Second, the process of vaccine development was fast-tracked, but it did not cut corners to compromise safety. The earlier parts of the vaccine development were able to be fast-tracked because research had already been done to similar viruses so that scientists knew what a good vaccine target would be, and the mRNA platform of vaccines had demonstrated an excellent safety profile in prior clinical trials (for cancer treatments). Time was also saved by starting manufacturing when vaccines were still being tested.

The most important step in clinical trials is the last step: phase-three trials. Pfizer and Moderna used 10 times more volunteers than a typical drug trial in phase-three trials. With government funding support and cooperation of many clinical sites, the two companies were able to employ many more investigators than typical clinical trials, so they could finish the trials in record time.  These companies and the government are still following the vaccine rollout by monitoring vaccine recipients for potential side effects. (Read more about this here.)

Third, there is no material derived from aborted fetus in the mRNA vaccines. They are made with chemical processes. The mRNA platform does not use cell lines or other biological materials in its production. The vaccines are almost entirely synthesized directly from chemical compounds. (Read more here.)

Fourth, small lipid particles are used to deliver the mRNAs to our cells, but no microchips are embedded in them. There might be other misinformation out there related to conspiracy theories, but they are not true.

Aside from the unfounded concerns, more importantly, as Christians, particularly Reformed Christians, we have very good reasons to partake in the vaccine efforts.

First, the mRNA vaccines have been shown to be safe and effective. Yes, there have been some severe adverse reactions in the vaccinated, but the numbers have been extremely low among the tens of millions that have taken the vaccines worldwide, and mostly in people with a history of severe allergies. No medical procedure is without any risk, and even wearing a seatbelt can sometimes result in injury or death in a crash. As to mRNA vaccines’ efficacy, 90-95% would be excellent for any vaccine. We have a great reason to celebrate such effective development in record time.  

Second, as Reformed Christians, we believe God allows us to use God-given ability to develop treatments and vaccines to overcome diseases. This is our way to love God and participate in God’s redemptive work of the world.

Third, as Christians we are called to love our neighbors. When we take the vaccines, we not only protect ourselves, we also help to build immunity in our communities, so that others are protected as well. By taking the vaccines, volunteering in vaccine trials, or helping out at vaccine distribution sites, we demonstrate our love and care for our communities.

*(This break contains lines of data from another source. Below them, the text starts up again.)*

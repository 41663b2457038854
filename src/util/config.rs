//! Configuration file support.
//!
//! The generator reads an optional `ffigen.toml` from the working directory
//! (or the path given with `--config`). Every section has defaults matching
//! the standard cimgui checkout layout, so an empty or missing file is valid.
//! Command line flags take precedence over file values.

use std::path::{Path, PathBuf};

use anyhow::{Context, Result};
use serde::{Deserialize, Serialize};

use crate::filter::{DEFAULT_FUNCTION_PREFIXES, DEFAULT_OMIT_BACKENDS, DEFAULT_OMIT_STRUCTS};
use crate::naming::{default_rules, NameRule};

/// Default configuration file name.
pub const CONFIG_FILE: &str = "ffigen.toml";

const CIMGUI_OUTPUT: &str = "../cimgui/generator/output";

/// Generator configuration.
#[derive(Debug, Clone, Default, PartialEq, Serialize, Deserialize)]
#[serde(default)]
pub struct Config {
    /// Metadata locations
    pub input: InputConfig,

    /// Generated file settings
    pub output: OutputConfig,

    /// Entity filtering
    pub filter: FilterConfig,

    /// Function name mapping
    pub naming: NamingConfig,

    /// Type resolution
    pub types: TypesConfig,
}

/// Paths of the cimgui metadata documents.
#[derive(Debug, Clone, PartialEq, Serialize, Deserialize)]
#[serde(default)]
pub struct InputConfig {
    pub typedefs: PathBuf,
    pub structs_and_enums: PathBuf,
    pub definitions: PathBuf,
    /// Backend implementation definitions (skipped when absent)
    pub impl_definitions: Option<PathBuf>,
}

impl Default for InputConfig {
    fn default() -> Self {
        let base = Path::new(CIMGUI_OUTPUT);
        InputConfig {
            typedefs: base.join("typedefs_dict.json"),
            structs_and_enums: base.join("structs_and_enums.json"),
            definitions: base.join("definitions.json"),
            impl_definitions: Some(base.join("impl_definitions.json")),
        }
    }
}

/// Generated file settings.
#[derive(Debug, Clone, PartialEq, Serialize, Deserialize)]
#[serde(default)]
pub struct OutputConfig {
    /// Destination of the generated Ruby file
    pub path: PathBuf,

    /// Ruby module holding the function bindings
    pub module_name: String,

    /// Default shared library for `load_lib`
    pub default_lib: String,
}

impl Default for OutputConfig {
    fn default() -> Self {
        OutputConfig {
            path: PathBuf::from("../imgui.rb"),
            module_name: "ImGui".to_string(),
            default_lib: "./imgui.dylib".to_string(),
        }
    }
}

/// Entity filtering.
#[derive(Debug, Clone, PartialEq, Serialize, Deserialize)]
#[serde(default)]
pub struct FilterConfig {
    /// Struct names that are never bound
    pub omit_structs: Vec<String>,

    /// Public API prefixes for definitions.json functions
    pub function_prefixes: Vec<String>,

    /// Backend markers dropped from impl_definitions.json functions
    pub omit_backends: Vec<String>,
}

fn to_strings(items: &[&str]) -> Vec<String> {
    items.iter().map(|s| s.to_string()).collect()
}

impl Default for FilterConfig {
    fn default() -> Self {
        FilterConfig {
            omit_structs: to_strings(DEFAULT_OMIT_STRUCTS),
            function_prefixes: to_strings(DEFAULT_FUNCTION_PREFIXES),
            omit_backends: to_strings(DEFAULT_OMIT_BACKENDS),
        }
    }
}

/// Function name mapping rules, evaluated in order.
#[derive(Debug, Clone, PartialEq, Serialize, Deserialize)]
#[serde(default)]
pub struct NamingConfig {
    pub rules: Vec<NameRule>,
}

impl Default for NamingConfig {
    fn default() -> Self {
        NamingConfig {
            rules: default_rules(),
        }
    }
}

/// Type resolution settings.
#[derive(Debug, Clone, Default, PartialEq, Serialize, Deserialize)]
#[serde(default)]
pub struct TypesConfig {
    /// Emit unrecognized type tokens as-is instead of failing
    pub allow_unknown: bool,
}

impl Config {
    /// Load configuration from a file.
    pub fn load(path: &Path) -> Result<Self> {
        let contents = std::fs::read_to_string(path)
            .with_context(|| format!("failed to read config: {}", path.display()))?;

        toml::from_str(&contents)
            .with_context(|| format!("failed to parse config: {}", path.display()))
    }

    /// Load configuration, falling back to defaults if the file doesn't exist.
    pub fn load_or_default(path: &Path) -> Result<Self> {
        if path.exists() {
            tracing::debug!("loading config from {}", path.display());
            Self::load(path)
        } else {
            tracing::debug!("no config at {}, using defaults", path.display());
            Ok(Self::default())
        }
    }

    /// Save configuration to a file.
    pub fn save(&self, path: &Path) -> Result<()> {
        let contents =
            toml::to_string_pretty(self).with_context(|| "failed to serialize config")?;

        std::fs::write(path, contents)
            .with_context(|| format!("failed to write config: {}", path.display()))
    }
}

Fourth, Christians should not live in fear but in the trust of our loving Father. We are called to promote trust, not fear, in our lives and in our community. Yes, we need to be wise and cautious, but do not let fear overtake our good sense. Historically, it was the Christians who took care of the ill in the pandemics of plague in the first through fourth centuries. The love and fearlessness of the Christians brought many to the faith in Jesus Christ.

So my fellow Christians, let’s join in the effort of vaccines and become part of God’s solution to the suffering world.